Mais il y aura probablement une bataille juridique sur les honoraires d’avocat que Mme Lively devrait payer, sujette aux objections de l’autre partie quant au caractère raisonnable du montant demandé.

Le juge a jugé qu’il y avait du travail à faire. “Pour l’instant, le tribunal n’a formulé aucune constatation ou conclusion concernant l’action en justice appropriée qui fait l’objet de cette requête”, a-t-il écrit.

Au même moment où Mme Lively cherchait à faire rejeter la poursuite en diffamation de M. Baldoni, sept de ses avocats signaient sa déclaration sous serment.
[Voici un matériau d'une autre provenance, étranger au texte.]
//! ARP (Address Resolution Protocol) - RFC 826
//!
//! Maps IPv4 addresses to MAC addresses on local networks.
//! Packet format: [HW Type (2)][Proto Type (2)][HW Len (1)][Proto Len (1)]
//!                [Operation (2)][Sender MAC (6)][Sender IP (4)]
//!                [Target MAC (6)][Target IP (4)]

use alloc::collections::VecDeque;
use alloc::vec::Vec;
use core::fmt;
use core::net::Ipv4Addr;

use crate::net::error::{DropReason, Layer};
use crate::net::wire::{self, MacAddr};

/// ARP hardware type for Ethernet
pub const HW_TYPE_ETHERNET: u16 = 1;

/// ARP protocol type for IPv4
pub const PROTO_TYPE_IPV4: u16 = 0x0800;

/// ARP operation codes
pub const ARP_REQUEST: u16 = 1;
pub const ARP_REPLY: u16 = 2;

/// ARP packet size (fixed at 28 bytes)
pub const ARP_PACKET_SIZE: usize = 28;

/// Transmitted ARP payloads are zero-padded to the Ethernet minimum payload
pub const ARP_PADDED_SIZE: usize = 46;

/// Errors that can occur during ARP operations
#[derive(Debug, Clone, Copy, PartialEq, Eq)]
pub enum ArpError {
    /// Packet is too short to be valid
    PacketTooShort,
    /// Invalid hardware type (not Ethernet)
    InvalidHardwareType,
    /// Invalid protocol type (not IPv4)
    InvalidProtocolType,
    /// Invalid hardware or protocol address length
    InvalidAddressLength,
}

impl fmt::Display for ArpError {
    fn fmt(&self, f: &mut fmt::Formatter<'_>) -> fmt::Result {
        match self {
            ArpError::PacketTooShort => write!(f, "Packet too short"),
            ArpError::InvalidHardwareType => write!(f, "Invalid hardware type"),
            ArpError::InvalidProtocolType => write!(f, "Invalid protocol type"),
            ArpError::InvalidAddressLength => write!(f, "Invalid address length"),
        }
    }
}

impl From<ArpError> for DropReason {
    fn from(_: ArpError) -> Self {
        DropReason::Malformed(Layer::Arp)
    }
}

/// ARP packet structure
#[derive(Debug, Clone, Copy, PartialEq, Eq)]
pub struct ArpPacket {
    /// Operation (1 = request, 2 = reply)
    pub operation: u16,
    pub sender_mac: MacAddr,
    pub sender_ip: Ipv4Addr,
    pub target_mac: MacAddr,
    pub target_ip: Ipv4Addr,
}

impl ArpPacket {
    /// Who-has `target_ip`, tell `sender_ip`.
    pub fn new_request(sender_mac: MacAddr, sender_ip: Ipv4Addr, target_ip: Ipv4Addr) -> Self {
        Self {
            operation: ARP_REQUEST,
            sender_mac,
            sender_ip,
            target_mac: MacAddr::ZERO, // Unknown, set to zeros
            target_ip,
        }
    }

    /// Answer a request from `target_mac`/`target_ip`.
    pub fn new_reply(
        sender_mac: MacAddr,
        sender_ip: Ipv4Addr,
        target_mac: MacAddr,
        target_ip: Ipv4Addr,
    ) -> Self {
        Self {
            operation: ARP_REPLY,
            sender_mac,
            sender_ip,
            target_mac,
            target_ip,
        }
    }

    /// Parse an ARP packet from raw bytes
    ///
    /// Trailing link padding is ignored.
    pub fn from_bytes(data: &[u8]) -> Result<Self, ArpError> {
        if data.len() < ARP_PACKET_SIZE {
            return Err(ArpError::PacketTooShort);
        }

        if wire::read_u16(data, 0) != Some(HW_TYPE_ETHERNET) {
            return Err(ArpError::InvalidHardwareType);
        }
        if wire::read_u16(data, 2) != Some(PROTO_TYPE_IPV4) {
            return Err(ArpError::InvalidProtocolType);
        }
        if data[4] != 6 || data[5] != 4 {
            return Err(ArpError::InvalidAddressLength);
        }

        let operation = wire::read_u16(data, 6).ok_or(ArpError::PacketTooShort)?;

        Ok(Self {
            operation,
            sender_mac: MacAddr::read(data, 8).ok_or(ArpError::PacketTooShort)?,
            sender_ip: wire::read_ipv4(data, 14).ok_or(ArpError::PacketTooShort)?,
            target_mac: MacAddr::read(data, 18).ok_or(ArpError::PacketTooShort)?,
            target_ip: wire::read_ipv4(data, 24).ok_or(ArpError::PacketTooShort)?,
        })
    }

    /// Serialize, zero-padded to [`ARP_PADDED_SIZE`].
    pub fn to_bytes(&self) -> Vec<u8> {
        let mut bytes = alloc::vec![0u8; ARP_PADDED_SIZE];

        wire::write_u16(&mut bytes, 0, HW_TYPE_ETHERNET);
        wire::write_u16(&mut bytes, 2, PROTO_TYPE_IPV4);
        bytes[4] = 6;
        bytes[5] = 4;
        wire::write_u16(&mut bytes, 6, self.operation);
        wire::write_mac(&mut bytes, 8, self.sender_mac);
        wire::write_ipv4(&mut bytes, 14, self.sender_ip);
        wire::write_mac(&mut bytes, 18, self.target_mac);
        wire::write_ipv4(&mut bytes, 24, self.target_ip);

        bytes
    }

    pub fn is_request(&self) -> bool {
        self.operation == ARP_REQUEST
    }

    pub fn is_reply(&self) -> bool {
        self.operation == ARP_REPLY
    }
}

/// Cached IP → MAC binding
#[derive(Debug, Clone, Copy, PartialEq, Eq)]
pub struct ArpEntry {
    pub ip: Ipv4Addr,
    pub mac: MacAddr,
}

/// Fixed-slot ARP cache.
///
/// Holds at most `slots` bindings; a new binding overwrites the oldest one.
/// With the default of one slot this is a "last resolved" cache. Entries never
/// expire and misses are not remembered.
#[derive(Debug, Clone)]
pub struct ArpCache {
    entries: VecDeque<ArpEntry>,
    slots: usize,
}

impl ArpCache {
    pub fn new(slots: usize) -> Self {
        let slots = slots.max(1);
        Self {
            entries: VecDeque::with_capacity(slots),
            slots,
        }
    }

    /// Add or update an entry, evicting the oldest when all slots are taken.
    pub fn insert(&mut self, ip: Ipv4Addr, mac: MacAddr) {
        if let Some(entry) = self.entries.iter_mut().find(|e| e.ip == ip) {
            entry.mac = mac;
            return;
        }
        if self.entries.len() >= self.slots {
            self.entries.pop_front();
        }
        self.entries.push_back(ArpEntry { ip, mac });
    }

    pub fn lookup(&self, ip: Ipv4Addr) -> Option<MacAddr> {
        self.entries.iter().find(|e| e.ip == ip).map(|e| e.mac)
    }

    pub fn len(&self) -> usize {
        self.entries.len()
    }

    pub fn is_empty(&self) -> bool {
        self.entries.is_empty()
    }

    pub fn capacity(&self) -> usize {
        self.slots
    }

    pub fn clear(&mut self) {
        self.entries.clear();
    }

    /// Snapshot of all entries, oldest first (for display)
    pub fn entries(&self) -> Vec<ArpEntry> {
        self.entries.iter().copied().collect()
    }

    /// Process a received ARP message.
    ///
    /// Any message targeting `our_ip` refreshes the cache with the sender's
    /// binding. Returns the reply to transmit when the message was a request
    /// for us.
    pub fn handle_packet(
        &mut self,
        packet: &ArpPacket,
        our_ip: Ipv4Addr,
        our_mac: MacAddr,
    ) -> Result<Option<ArpPacket>, DropReason> {
        if our_ip.is_unspecified() {
            return Err(DropReason::NotConfigured);
        }
        if packet.target_ip != our_ip {
            return Err(DropReason::NotForUs);
        }

        self.insert(packet.sender_ip, packet.sender_mac);
        log::debug!("[ARP] {} is at {}", packet.sender_ip, packet.sender_mac);

        if packet.is_request() {
            Ok(Some(ArpPacket::new_reply(
                our_mac,
                our_ip,
                packet.sender_mac,
                packet.sender_ip,
            )))
        } else {
            Ok(None)
        }
    }
}

impl Default for ArpCache {
    fn default() -> Self {
        Self::new(1)
    }
}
L’équipe comprend M. Gottlieb, un avocat de premier plan dont il compte parmi ses clients. Drake inclus et un propriétaire de pizza de Washington ciblé Les théoriciens du complot du Pizzagate.

Après l’annonce de l’accord le mois dernier, des spéculations ont circulé selon lesquelles les deux parties pourraient se rapprocher à court terme. Dans une déclaration commune, les parties ont déclaré : « Nous reconnaissons les défis de ce processus et que les préoccupations soulevées par Mme Lively méritent d’être entendues. »

Bientôt, les deux camps commencèrent à considérer le résultat comme une victoire. Les avocats de la société de production de M. Baldoni ont décrit les questions restantes comme étant procédurales et à faibles enjeux. Les avocats de Mme Lively l’ont présenté comme une opportunité d’effectuer une sorte de paiement pour faire appliquer une loi relativement peu éprouvée conçue pour protéger les personnes accusées d’agression sexuelle.

Mme Lively a poursuivi M. Baldoni pour la première fois fin 2024, affirmant qu’elle était la cible d’une campagne sur les réseaux sociaux visant à diffuser en ligne des contenus négatifs à son sujet après avoir signalé un harcèlement sexuel sur le plateau.

Elle affirme dans son procès que son co-star et réalisateur, M. Baldoni, a fait des commentaires inappropriés sur son apparence, a discuté de sa sexualité privée et a affirmé qu’elle n’avait jamais regardé de pornographie sur le plateau. Les avocats de M. Baldoni ont déclaré que les réunions impliquaient des commentaires et des discussions gênants, appropriés au décor d’un film sur l’amour et la sexualité.

Le juge Leeman a rejeté la plainte pour harcèlement sexuel de Mme Lively, mais a autorisé que les plaintes en représailles contre des sociétés associées à M. Baldoni soient portées devant les tribunaux.

Suite au règlement de ces réclamations, les paiements et dommages-intérêts demandés par Mme Lively en janvier 2025 concernent une atteinte à la réputation, une perte d’emploi et des opportunités commerciales résultant de l’affaire en diffamation. Ses avocats affirment que le procès a « déclenché une tempête d’opinion publique » contre lui.

Les avocats de M. Baldoni et de ses collègues ont déclaré qu’ils avaient parfaitement le droit de se défendre, d’abord par ce qu’ils ont décrit comme un effort de relations publiques standard, puis par leur « droit constitutionnel » de faire appel.

La décision du juge Liman a été l’un des premiers efforts judiciaires pour faire appliquer la loi, qui a connu peu de cas, même en Californie, où elle a été promulguée. Les avocats de M. Baldoni ont fait valoir qu’un juge fédéral ne devrait pas pénétrer dans de nouveaux territoires avant de permettre aux tribunaux californiens de trancher des questions juridiques importantes, soulignant peu de précédent.

“C’est une raison pour avancer prudemment et ne pas éviter de marcher du tout”, a écrit le juge Leeman dans son ordonnance. “En effet, ce tribunal n’a pas le pouvoir de refuser d’aborder des questions directement présentées parce que ces questions sont difficiles ou nouvelles.”